New propulsion systems in aircrafts must meet strict regulations and emission limitations. The Flightpath 2050 goals set by the Advisory Council for Aviation Research and Innovation in Europe (ACARE) include reductions of 75%, 90%, and 65% in CO 2 , NO x , and noise, respectively. These goals are not fully satisfied by marginal improvements in gas turbine technology or aircraft design. A novel control design procedure for the next generation of turbofan engines is proposed in this paper to improve Full Authority Digital Engine Control (FADEC) systems and reduce the emission levels to meet the Flightpath 2050 regulations. Hence, an Adaptive Network–based Fuzzy Inference System (ANFIS), nonlinear autoregressive network with exogenous inputs (NARX) techniques, and the block-structure Hammerstein–Wiener approach are used to develop a model for a turbofan engine. The Min–Max control structure is chosen as the most widely used practical control algorithm for gas turbine aero engines. The objective function is considered to minimize the emission level for the engine in a pre-defined maneuver while keeping the engine performance in different aspects. The Genetic Algorithm (GA) is applied to find the optimized control structure.
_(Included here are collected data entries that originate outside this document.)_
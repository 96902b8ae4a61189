//! Event broker: the observation registry between scene and managers
//!
//! The broker is an explicitly constructed value owned by the application
//! session and handed by reference into dispatch — there is no global
//! instance. It stores (subject, event-kind, observer) observations and
//! answers, per drained scene event, which observers want it. It never
//! stores callbacks; dispatch calls the observer's typed handler with the
//! tagged event.

use log::debug;

use crate::dmml::{EventKind, NodeId, SceneEvent};

/// Identity of one observing manager, allocated by the broker
#[derive(Debug, Clone, Copy, PartialEq, Eq, Hash)]
pub struct ObserverId(u64);

/// What an observation listens to
#[derive(Debug, Clone, PartialEq, Eq)]
pub enum Subject {
    /// Events of the kind from any node (or scene-wide events)
    Scene,
    /// Events of the kind from one specific node
    Node(NodeId),
}

#[derive(Debug, Clone, PartialEq, Eq)]
struct Observation {
    subject: Subject,
    kind: EventKind,
    observer: ObserverId,
}

/// Process-wide observation registry, explicitly owned and injected
#[derive(Debug, Default)]
pub struct EventBroker {
    observations: Vec<Observation>,
    next_observer: u64,
}

impl EventBroker {
    pub fn new() -> Self {
        Self::default()
    }

    /// Allocates a unique observer identity
    pub fn register_observer(&mut self) -> ObserverId {
        self.next_observer += 1;
        ObserverId(self.next_observer)
    }

    /// Registers an observation; at most one per exact tuple
    ///
    /// Returns false when the identical observation already existed, in
    /// which case nothing is added — a second registration can never cause
    /// a second callback per event.
    pub fn add_observation(
        &mut self,
        subject: Subject,
        kind: EventKind,
        observer: ObserverId,
    ) -> bool {
        if self.observation_exists(&subject, kind, observer) {
            debug!("observation ({subject:?}, {kind:?}) already registered");
            return false;
        }
        self.observations.push(Observation {
            subject,
            kind,
            observer,
        });
        true
    }

    /// True if the exact observation tuple is registered
    pub fn observation_exists(
        &self,
        subject: &Subject,
        kind: EventKind,
        observer: ObserverId,
    ) -> bool {
        self.observations
            .iter()
            .any(|o| o.observer == observer && o.kind == kind && &o.subject == subject)
    }

    /// Bulk-removes this observer's observations matching the filters
    ///
    /// `None` filters match everything; safe to call for subjects that no
    /// longer resolve in the scene.
    pub fn remove_observations(
        &mut self,
        observer: ObserverId,
        subject: Option<&Subject>,
        kind: Option<EventKind>,
    ) -> usize {
        let before = self.observations.len();
        self.observations.retain(|o| {
            !(o.observer == observer
                && subject.map_or(true, |s| &o.subject == s)
                && kind.map_or(true, |k| o.kind == k))
        });
        before - self.observations.len()
    }

    /// Removes every observation of a subject node, for any observer
    ///
    /// Used when the node is destroyed.
    pub fn remove_subject(&mut self, id: &NodeId) -> usize {
        let before = self.observations.len();
        self.observations
            .retain(|o| !matches!(&o.subject, Subject::Node(n) if n == id));
        before - self.observations.len()
    }

    /// True if the observer has any observation matching this event
    ///
    /// A `Subject::Scene` observation of the kind matches any subject; a
    /// `Subject::Node` observation matches only its node.
    pub fn wants(&self, observer: ObserverId, event: &SceneEvent) -> bool {
        let kind = event.kind();
        self.observations.iter().any(|o| {
            o.observer == observer
                && o.kind == kind
                && match &o.subject {
                    Subject::Scene => true,
                    Subject::Node(id) => event.subject() == Some(id),
                }
        })
    }

    /// Number of registered observations
    pub fn len(&self) -> usize {
        self.observations.len()
    }

    pub fn is_empty(&self) -> bool {
        self.observations.is_empty()
    }
}

#[cfg(test)]
mod tests {
    use super::*;

    #[test]
    fn test_add_observation_is_idempotent() {
        let mut broker = EventBroker::new();
        let observer = broker.register_observer();
        assert!(broker.add_observation(Subject::Scene, EventKind::NodeAdded, observer));
        assert!(!broker.add_observation(Subject::Scene, EventKind::NodeAdded, observer));
        assert_eq!(broker.len(), 1);

        // One registration, one match — never two dispatches per event.
        let event = SceneEvent::NodeAdded(NodeId::new("Model1"));
        let matches = broker
            .observations
            .iter()
            .filter(|o| o.observer == observer && o.kind == event.kind())
            .count();
        assert_eq!(matches, 1);
    }

    #[test]
    fn test_node_scoped_observation_filters_subject() {
        let mut broker = EventBroker::new();
        let observer = broker.register_observer();
        let camera = NodeId::new("Camera1");
        broker.add_observation(
            Subject::Node(camera.clone()),
            EventKind::NodeModified,
            observer,
        );
        assert!(broker.wants(observer, &SceneEvent::NodeModified(camera)));
        assert!(!broker.wants(observer, &SceneEvent::NodeModified(NodeId::new("Camera2"))));
    }

    #[test]
    fn test_scene_scoped_observation_matches_any_subject() {
        let mut broker = EventBroker::new();
        let observer = broker.register_observer();
        broker.add_observation(Subject::Scene, EventKind::NodeModified, observer);
        assert!(broker.wants(observer, &SceneEvent::NodeModified(NodeId::new("Model9"))));
    }

    #[test]
    fn test_remove_observations_filters() {
        let mut broker = EventBroker::new();
        let a = broker.register_observer();
        let b = broker.register_observer();
        broker.add_observation(Subject::Scene, EventKind::NodeAdded, a);
        broker.add_observation(Subject::Scene, EventKind::NodeRemoved, a);
        broker.add_observation(Subject::Scene, EventKind::NodeAdded, b);

        let removed = broker.remove_observations(a, None, Some(EventKind::NodeAdded));
        assert_eq!(removed, 1);
        // Other observers and kinds are untouched.
        assert!(broker.observation_exists(&Subject::Scene, EventKind::NodeRemoved, a));
        assert!(broker.observation_exists(&Subject::Scene, EventKind::NodeAdded, b));

        let removed = broker.remove_observations(a, None, None);
        assert_eq!(removed, 1);
    }

    #[test]
    fn test_remove_subject_after_node_destruction() {
        let mut broker = EventBroker::new();
        let a = broker.register_observer();
        let b = broker.register_observer();
        let gone = NodeId::new("Camera1");
        broker.add_observation(Subject::Node(gone.clone()), EventKind::NodeModified, a);
        broker.add_observation(Subject::Node(gone.clone()), EventKind::NodeModified, b);
        broker.add_observation(Subject::Scene, EventKind::NodeModified, a);
        assert_eq!(broker.remove_subject(&gone), 2);
        assert_eq!(broker.len(), 1);
    }
}
/// Book-keeping for one display node's slice-view actor
#[derive(Debug)]
struct SliceEntry {
    actor: ActorId,
    displayable: NodeId,
    /// Model surface baked into RAS, cached across projection re-runs
    world_surface: PolyMesh,
    mesh_mtime: u64,
    transform_epoch: u64,
    parent_transform: Option<NodeId>,
    /// Stamp of the slice pose the projection was computed against
    slice_mtime: u64,
    /// Stamp of the display node the projection was computed against
    display_mtime: u64,
}

/// Manager reflecting model display nodes into a 2D slice renderer
pub struct ModelSliceDisplayableManager {
    core: ManagerCore,
    entries: HashMap<NodeId, SliceEntry>,
}

impl ModelSliceDisplayableManager {
    /// Binds to the slice node of the 2D view this manager serves
    pub fn new(slice_node: NodeId, observer: crate::broker::ObserverId) -> Self {
        Self {
            core: ManagerCore::new(slice_node, observer),
            entries: HashMap::new(),
        }
    }

    /// Display node behind an actor, by reverse lookup through the entries
    pub fn display_for_actor(&self, actor: ActorId) -> Option<&NodeId> {
        self.entries
            .iter()
            .find(|(_, e)| e.actor == actor)
            .map(|(id, _)| id)
    }

    fn slice_node<'s>(&self, scene: &'s Scene) -> Option<&'s SliceNode> {
        scene.get(self.core.view_node()).and_then(Node::as_slice)
    }

    fn destroy_entry(&mut self, display_id: &NodeId, ctx: &mut ManagerContext<'_>) {
        if let Some(entry) = self.entries.remove(display_id) {
            ctx.renderer.remove_actor(entry.actor);
            ctx.request_render();
        }
    }

    fn clear_entries(&mut self, ctx: &mut ManagerContext<'_>) {
        for (_, entry) in self.entries.drain() {
            ctx.renderer.remove_actor(entry.actor);
        }
        ctx.request_render();
    }

    fn update_entry(&mut self, display_id: &NodeId, ctx: &mut ManagerContext<'_>) {
        let scene = &*ctx.scene;
        let Some(display) = scene.get(display_id).and_then(Node::as_display) else {
            self.destroy_entry(display_id, ctx);
            return;
        };
        let display = display.clone();
        if !display.applies_to_view(self.core.view_node()) {
            self.destroy_entry(display_id, ctx);
            return;
        }
        let model = display
            .displayable_id
            .as_ref()
            .and_then(|id| scene.get(id))
            .and_then(Node::as_model);
        let Some(model) = model else {
            self.destroy_entry(display_id, ctx);
            return;
        };
        let Some(mesh) = model.mesh() else {
            self.destroy_entry(display_id, ctx);
            return;
        };
        let Some(slice) = self.slice_node(scene) else {
            self.destroy_entry(display_id, ctx);
            return;
        };

        let model_id = model.base.id.clone();
        let parent_transform = model.base.parent_transform.clone();
        let transform_epoch = scene.transform_epoch();
        let mesh_mtime = model.mesh_mtime();
        let slice_mtime = slice.base.mtime();
        let display_mtime = display.base.mtime();

        let bake_dirty = match self.entries.get(display_id) {
            None => true,
            Some(e) => {
                e.mesh_mtime != mesh_mtime
                    || e.parent_transform != parent_transform
                    || (e.parent_transform.is_some() && e.transform_epoch != transform_epoch)
            }
        };
        let project_dirty = bake_dirty
            || self.entries.get(display_id).map_or(true, |e| {
                e.slice_mtime != slice_mtime || e.display_mtime != display_mtime
            });

        let world_surface = if bake_dirty {
            let world = scene.transform_to_world(&model_id);
            let surface = mesh.render_surface();
            PolyMesh {
                points: surface.points.iter().map(|&p| world.apply_point(p)).collect(),
                triangles: surface.triangles,
                scalars: surface.scalars,
            }
        } else {
            // Reuse the cached bake; only the cut/projection stage re-runs.
            self.entries
                .get(display_id)
                .map(|e| e.world_surface.clone())
                .unwrap_or_default()
        };

        let slice = slice.clone();
        let (folder_visible, folder_opacity) = scene.folder_composition(&model_id);

        if project_dirty {
            let (geometry, has_footprint) = project_surface(&world_surface, &slice, &display);
            if !has_footprint {
                debug!(
                    "display {display_id} has no footprint on slice {}",
                    slice.layout_name
                );
            }
            let actor = match self.entries.get(display_id) {
                Some(e) => {
                    let a = ctx
                        .renderer
                        .actor_mut(e.actor)
                        .expect("entry actor missing from renderer");
                    a.geometry = geometry;
                    e.actor
                }
                None => ctx
                    .renderer
                    .add_actor(Actor::new(geometry, DrawGroup::Regular)),
            };
            self.entries.insert(
                display_id.clone(),
                SliceEntry {
                    actor,
                    displayable: model_id.clone(),
                    world_surface,
                    mesh_mtime,
                    transform_epoch,
                    parent_transform,
                    slice_mtime,
                    display_mtime,
                },
            );
            ctx.request_render();
        }

        let Some(entry) = self.entries.get(display_id) else {
            return;
        };
        let Some(actor) = ctx.renderer.actor_mut(entry.actor) else {
            return;
        };
        actor.visible = display.visibility
            && display.visibility_2d
            && folder_visible
            && !actor.geometry.is_empty();
        actor.color = display.color;
        actor.opacity = display.opacity * folder_opacity;
        actor.line_width = display.slice_intersection_thickness;
        ctx.request_render();
    }

    fn update_entries_of_model(&mut self, model_id: &NodeId, ctx: &mut ManagerContext<'_>) {
        let displays: Vec<NodeId> = self
            .entries
            .iter()
            .filter(|(_, e)| &e.displayable == model_id)
            .map(|(id, _)| id.clone())
            .collect();
        for id in displays {
            self.update_entry(&id, ctx);
        }
    }

    fn update_all_entries(&mut self, ctx: &mut ManagerContext<'_>) {
        let displays: Vec<NodeId> = self.entries.keys().cloned().collect();
        for id in displays {
            self.update_entry(&id, ctx);
        }
    }
}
The results confirm the effectiveness of the proposed approach in emission reduction for the next generation of turbofan engines.

Suggested Citation

  • Majid Aghasharifian Esfahani & Mohammadmehdi Namazi & Theoklis Nikolaidis & Soheil Jafari, 2022. "Advanced Control Algorithm for FADEC Systems in the Next Generation of Turbofan Engines to Minimize Emission Levels," Mathematics, MDPI, vol. 10(10), pages 1-15, May.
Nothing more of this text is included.